- _Description of the task_:
Repeat the stretch of entries below from the line with "let idx = 3 * ME_BLOCKS_X + 2;" through the line with "assert_eq!(stats.afd, 40);". Include both ends and add nothing.

- _Information shown_:
=====

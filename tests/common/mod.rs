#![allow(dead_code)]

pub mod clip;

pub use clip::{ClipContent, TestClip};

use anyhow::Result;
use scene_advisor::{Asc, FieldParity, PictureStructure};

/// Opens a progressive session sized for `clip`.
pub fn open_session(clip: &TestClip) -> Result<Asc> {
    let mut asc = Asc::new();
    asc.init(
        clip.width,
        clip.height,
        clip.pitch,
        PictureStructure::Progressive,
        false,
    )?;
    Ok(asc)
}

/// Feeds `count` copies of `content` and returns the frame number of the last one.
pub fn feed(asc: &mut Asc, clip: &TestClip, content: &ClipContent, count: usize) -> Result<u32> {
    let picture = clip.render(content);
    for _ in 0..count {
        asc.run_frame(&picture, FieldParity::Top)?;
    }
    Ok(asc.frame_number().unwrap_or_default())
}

=====

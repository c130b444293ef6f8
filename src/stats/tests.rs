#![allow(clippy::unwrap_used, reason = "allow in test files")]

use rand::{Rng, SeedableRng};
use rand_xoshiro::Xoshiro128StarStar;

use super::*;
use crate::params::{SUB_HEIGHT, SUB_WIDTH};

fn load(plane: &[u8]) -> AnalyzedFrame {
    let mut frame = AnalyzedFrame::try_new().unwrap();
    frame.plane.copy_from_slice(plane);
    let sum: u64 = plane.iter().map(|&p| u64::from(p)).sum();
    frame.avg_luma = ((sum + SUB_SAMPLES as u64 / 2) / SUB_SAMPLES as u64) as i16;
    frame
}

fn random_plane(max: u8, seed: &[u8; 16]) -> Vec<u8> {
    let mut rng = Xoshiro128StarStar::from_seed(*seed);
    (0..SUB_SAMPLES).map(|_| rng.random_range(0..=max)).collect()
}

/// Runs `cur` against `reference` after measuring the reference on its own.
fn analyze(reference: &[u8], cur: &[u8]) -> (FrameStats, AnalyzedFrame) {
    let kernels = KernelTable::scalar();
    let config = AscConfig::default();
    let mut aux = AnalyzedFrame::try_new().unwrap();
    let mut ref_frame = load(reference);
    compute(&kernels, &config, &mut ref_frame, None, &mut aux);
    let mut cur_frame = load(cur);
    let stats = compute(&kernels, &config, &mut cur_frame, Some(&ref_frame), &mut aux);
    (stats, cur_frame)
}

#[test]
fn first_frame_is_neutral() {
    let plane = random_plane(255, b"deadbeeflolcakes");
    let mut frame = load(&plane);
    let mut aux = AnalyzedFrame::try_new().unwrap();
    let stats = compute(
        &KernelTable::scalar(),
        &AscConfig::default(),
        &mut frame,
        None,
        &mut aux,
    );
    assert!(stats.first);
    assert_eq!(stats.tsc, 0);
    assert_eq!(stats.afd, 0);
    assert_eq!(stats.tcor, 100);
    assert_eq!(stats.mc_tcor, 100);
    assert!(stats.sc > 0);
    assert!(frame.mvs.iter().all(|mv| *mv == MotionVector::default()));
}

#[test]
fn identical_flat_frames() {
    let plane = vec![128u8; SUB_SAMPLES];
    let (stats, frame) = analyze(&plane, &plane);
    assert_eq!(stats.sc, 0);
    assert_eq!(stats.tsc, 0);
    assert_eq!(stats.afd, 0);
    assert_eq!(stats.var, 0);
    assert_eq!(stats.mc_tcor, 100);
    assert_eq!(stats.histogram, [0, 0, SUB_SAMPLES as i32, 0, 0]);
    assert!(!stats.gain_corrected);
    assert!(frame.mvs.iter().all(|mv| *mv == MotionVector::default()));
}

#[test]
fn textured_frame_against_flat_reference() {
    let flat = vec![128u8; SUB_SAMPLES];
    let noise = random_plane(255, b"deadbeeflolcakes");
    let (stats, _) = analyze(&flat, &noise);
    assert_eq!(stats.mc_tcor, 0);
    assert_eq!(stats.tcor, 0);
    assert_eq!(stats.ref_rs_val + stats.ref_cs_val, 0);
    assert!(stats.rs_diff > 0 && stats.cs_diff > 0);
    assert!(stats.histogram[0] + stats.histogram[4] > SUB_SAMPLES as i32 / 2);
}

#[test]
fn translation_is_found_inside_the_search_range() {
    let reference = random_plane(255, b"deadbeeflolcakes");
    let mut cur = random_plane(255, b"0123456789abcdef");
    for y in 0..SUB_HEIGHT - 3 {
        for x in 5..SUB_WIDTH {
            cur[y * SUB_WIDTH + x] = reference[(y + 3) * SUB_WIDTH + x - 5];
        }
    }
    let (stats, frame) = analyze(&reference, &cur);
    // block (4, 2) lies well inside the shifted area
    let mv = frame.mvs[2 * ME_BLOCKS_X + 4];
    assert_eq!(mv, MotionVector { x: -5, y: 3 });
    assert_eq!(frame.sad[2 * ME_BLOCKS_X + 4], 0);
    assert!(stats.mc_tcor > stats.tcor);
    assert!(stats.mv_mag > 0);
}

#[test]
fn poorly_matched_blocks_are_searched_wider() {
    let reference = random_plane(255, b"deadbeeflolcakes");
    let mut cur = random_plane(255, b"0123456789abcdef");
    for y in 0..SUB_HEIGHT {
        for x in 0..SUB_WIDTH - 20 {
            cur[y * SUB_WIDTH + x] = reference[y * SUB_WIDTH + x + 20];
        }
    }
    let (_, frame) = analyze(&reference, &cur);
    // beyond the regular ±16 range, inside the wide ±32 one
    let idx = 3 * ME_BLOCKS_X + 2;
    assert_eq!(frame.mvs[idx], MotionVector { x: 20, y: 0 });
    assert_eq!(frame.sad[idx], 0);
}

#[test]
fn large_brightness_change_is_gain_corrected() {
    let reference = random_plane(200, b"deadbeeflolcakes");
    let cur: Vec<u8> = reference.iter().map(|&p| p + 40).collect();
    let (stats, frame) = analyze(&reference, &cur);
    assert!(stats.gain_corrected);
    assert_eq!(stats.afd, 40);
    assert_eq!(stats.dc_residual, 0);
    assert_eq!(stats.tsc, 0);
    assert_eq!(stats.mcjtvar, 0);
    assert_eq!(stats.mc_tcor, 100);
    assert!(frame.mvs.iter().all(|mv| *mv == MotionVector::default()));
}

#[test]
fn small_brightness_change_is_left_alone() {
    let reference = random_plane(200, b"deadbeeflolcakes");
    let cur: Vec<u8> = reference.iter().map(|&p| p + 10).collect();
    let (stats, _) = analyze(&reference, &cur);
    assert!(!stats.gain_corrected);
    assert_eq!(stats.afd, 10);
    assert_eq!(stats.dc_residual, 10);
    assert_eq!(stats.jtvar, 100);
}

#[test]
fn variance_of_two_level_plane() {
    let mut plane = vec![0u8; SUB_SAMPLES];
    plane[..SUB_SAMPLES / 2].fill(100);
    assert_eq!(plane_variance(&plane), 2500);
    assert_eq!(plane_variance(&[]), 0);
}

=====

- _Written response_:
    let idx = 3 * ME_BLOCKS_X + 2;
    assert_eq!(frame.mvs[idx], MotionVector { x: 20, y: 0 });
    assert_eq!(frame.sad[idx], 0);
}

#[test]
fn large_brightness_change_is_gain_corrected() {
    let reference = random_plane(200, b"deadbeeflolcakes");
    let cur: Vec<u8> = reference.iter().map(|&p| p + 40).collect();
    let (stats, frame) = analyze(&reference, &cur);
    assert!(stats.gain_corrected);
    assert_eq!(stats.afd, 40);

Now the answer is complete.